*Work item*. Each line of the listing where "wednesday" appears should be reported.

*Information supplied*.

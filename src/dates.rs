//! Date arithmetic shared by the rebalance scheduler, the cashflow scheduler, and
//! the realistic engine's `should_rebalance` calendar-distance check.
//!
//! `chrono::NaiveDate` has no `relativedelta`-style month arithmetic built in, so
//! [`add_months`] implements the day-of-month-preserving-with-clamping rule the
//! rest of the system assumes (adding a month to 2024-01-31 lands on 2024-02-29,
//! not an error and not 2024-03-02).

use chrono::{Datelike, NaiveDate};
use serde::{Deserialize, Serialize};

#[derive(Debug, Clone, Copy, PartialEq, Eq, Serialize, Deserialize)]
#[serde(rename_all = "lowercase")]
pub enum Frequency {
    Daily,
    Weekly,
    Monthly,
    Quarterly,
    Yearly,
}

impl Frequency {
    /// Calendar-month count for frequencies expressed in months; `None` for
    /// day-stepped frequencies.
    fn months(&self) -> Option<u32> {
        match self {
            Frequency::Monthly => Some(1),
            Frequency::Quarterly => Some(3),
            Frequency::Yearly => Some(12),
            Frequency::Daily | Frequency::Weekly => None,
        }
    }
}

/// Add `months` calendar months to `date`, clamping the day-of-month to the last
/// valid day of the resulting month (e.g. Jan 31 + 1 month = Feb 29 in a leap year).
pub fn add_months(date: NaiveDate, months: i32) -> NaiveDate {
    let total_months = date.year() * 12 + (date.month() as i32 - 1) + months;
    let year = total_months.div_euclid(12);
    let month0 = total_months.rem_euclid(12);
    let month = (month0 + 1) as u32;
    let last_day = days_in_month(year, month);
    let day = date.day().min(last_day);
    NaiveDate::from_ymd_opt(year, month, day).expect("computed y/m/d must be valid")
}

fn days_in_month(year: i32, month: u32) -> u32 {
    let (next_year, next_month) = if month == 12 { (year + 1, 1) } else { (year, month + 1) };
    let first_of_next = NaiveDate::from_ymd_opt(next_year, next_month, 1).expect("valid date");
    let first_of_this = NaiveDate::from_ymd_opt(year, month, 1).expect("valid date");
    (first_of_next - first_of_this).num_days() as u32
}

/// Step `date` forward by one period of `frequency`.
pub fn step(date: NaiveDate, frequency: Frequency) -> NaiveDate {
    match frequency {
        Frequency::Daily => date + chrono::Duration::days(1),
        Frequency::Weekly => date + chrono::Duration::days(7),
        Frequency::Monthly | Frequency::Quarterly | Frequency::Yearly => {
            add_months(date, frequency.months().expect("month-stepped frequency") as i32)
        }
    }
}

/// Minimum calendar distance, in days, that must have elapsed for `frequency` to
/// have "come around again" relative to a previous date. Day/week frequencies are
/// measured in plain elapsed days; month-based frequencies use month-arithmetic on
/// `previous` so short months don't shortchange the interval.
pub fn has_interval_elapsed(previous: NaiveDate, current: NaiveDate, frequency: Frequency) -> bool {
    match frequency {
        Frequency::Daily => current >= previous + chrono::Duration::days(1),
        Frequency::Weekly => current >= previous + chrono::Duration::days(7),
        Frequency::Monthly | Frequency::Quarterly | Frequency::Yearly => {
            current >= add_months(previous, frequency.months().expect("month-stepped frequency") as i32)
        }
    }
}

/// Generate the set of recurring dates in `[start, end]`, exclusive of `start`
/// itself, stepping by `frequency`. Matches the semantics used for both the
/// rebalance schedule and the recurring-cashflow schedule (4.4, 4.6).
pub fn generate_recurring_dates(start: NaiveDate, end: NaiveDate, frequency: Frequency) -> Vec<NaiveDate> {
    let mut dates = Vec::new();
    let mut current = step(start, frequency);
    while current <= end {
        dates.push(current);
        current = step(current, frequency);
    }
    dates
}

/// Truncate `date` to the first date of its containing period for `horizon`
/// (analyser period aggregation, 4.7). `Daily` is the identity truncation.
pub fn period_start(date: NaiveDate, horizon: Frequency) -> NaiveDate {
    match horizon {
        Frequency::Daily => date,
        Frequency::Weekly => date - chrono::Duration::days(date.weekday().num_days_from_monday() as i64),
        Frequency::Monthly => NaiveDate::from_ymd_opt(date.year(), date.month(), 1).expect("valid date"),
        Frequency::Quarterly => {
            let quarter_start_month = (date.month0() / 3) * 3 + 1;
            NaiveDate::from_ymd_opt(date.year(), quarter_start_month, 1).expect("valid date")
        }
        Frequency::Yearly => NaiveDate::from_ymd_opt(date.year(), 1, 1).expect("valid date"),
    }
}

/// Human-readable label for a truncated period, used in the best/worst-period
/// chart payload (6).
pub fn period_label(period_start: NaiveDate, horizon: Frequency) -> String {
    match horizon {
        Frequency::Daily => period_start.format("%Y-%m-%d").to_string(),
        Frequency::Weekly => format!("{}-W{:02}", period_start.iso_week().year(), period_start.iso_week().week()),
        Frequency::Monthly => period_start.format("%Y-%m").to_string(),
        Frequency::Quarterly => format!("{}-Q{}", period_start.year(), (period_start.month0() / 3) + 1),
        Frequency::Yearly => period_start.format("%Y").to_string(),
    }
}

#[cfg(test)]
mod tests {
    use super::*;

    #[test]
    fn add_months_clamps_to_month_end() {
        let jan31 = NaiveDate::from_ymd_opt(2024, 1, 31).unwrap();
        assert_eq!(add_months(jan31, 1), NaiveDate::from_ymd_opt(2024, 2, 29).unwrap());
        let jan31_2023 = NaiveDate::from_ymd_opt(2023, 1, 31).unwrap();
        assert_eq!(add_months(jan31_2023, 1), NaiveDate::from_ymd_opt(2023, 2, 28).unwrap());
    }

    #[test]
    fn add_months_crosses_year_boundary() {
        let nov15 = NaiveDate::from_ymd_opt(2023, 11, 15).unwrap();
        assert_eq!(add_months(nov15, 3), NaiveDate::from_ymd_opt(2024, 2, 15).unwrap());
    }

    #[test]
    fn generate_recurring_dates_excludes_start() {
        let start = NaiveDate::from_ymd_opt(2020, 1, 1).unwrap();
        let end = NaiveDate::from_ymd_opt(2020, 1, 31).unwrap();
        let dates = generate_recurring_dates(start, end, Frequency::Weekly);
        assert!(!dates.contains(&start));
        assert_eq!(dates[0], NaiveDate::from_ymd_opt(2020, 1, 8).unwrap());
        assert_eq!(dates.len(), 4);
    }

    #[test]
    fn generate_recurring_dates_monthly_clamped() {
        let start = NaiveDate::from_ymd_opt(2024, 1, 31).unwrap();
        let end = NaiveDate::from_ymd_opt(2024, 5, 1).unwrap();
        let dates = generate_recurring_dates(start, end, Frequency::Monthly);
        assert_eq!(
            dates,
            vec![
                NaiveDate::from_ymd_opt(2024, 2, 29).unwrap(),
                NaiveDate::from_ymd_opt(2024, 3, 31).unwrap(),
                NaiveDate::from_ymd_opt(2024, 4, 30).unwrap(),
            ]
        );
    }

    #[test]
    fn interval_elapsed_monthly_uses_month_arithmetic() {
        let previous = NaiveDate::from_ymd_opt(2024, 1, 31).unwrap();
        assert!(!has_interval_elapsed(previous, NaiveDate::from_ymd_opt(2024, 2, 28).unwrap(), Frequency::Monthly));
        assert!(has_interval_elapsed(previous, NaiveDate::from_ymd_opt(2024, 2, 29).unwrap(), Frequency::Monthly));
    }

    #[test]
    fn period_start_truncates_to_month_and_quarter() {
        let date = NaiveDate::from_ymd_opt(2024, 8, 15).unwrap();
        assert_eq!(period_start(date, Frequency::Monthly), NaiveDate::from_ymd_opt(2024, 8, 1).unwrap());
        assert_eq!(period_start(date, Frequency::Quarterly), NaiveDate::from_ymd_opt(2024, 7, 1).unwrap());
        assert_eq!(period_start(date, Frequency::Yearly), NaiveDate::from_ymd_opt(2024, 1, 1).unwrap());
    }

    #[test]
    fn period_start_weekly_is_monday() {
        let wednesday = NaiveDate::from_ymd_opt(2024, 8, 14).unwrap();
        let monday = period_start(wednesday, Frequency::Weekly);
        assert_eq!(monday.weekday(), chrono::Weekday::Mon);
    }

    #[test]
    fn period_label_formats_match_horizon() {
        let date = NaiveDate::from_ymd_opt(2024, 3, 5).unwrap();
        assert_eq!(period_label(period_start(date, Frequency::Monthly), Frequency::Monthly), "2024-03");
        assert_eq!(period_label(period_start(date, Frequency::Quarterly), Frequency::Quarterly), "2024-Q1");
        assert_eq!(period_label(period_start(date, Frequency::Yearly), Frequency::Yearly), "2024");
    }
}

*Expected answer*.
        let wednesday = NaiveDate::from_ymd_opt(2024, 8, 14).unwrap();
        let monday = period_start(wednesday, Frequency::Weekly);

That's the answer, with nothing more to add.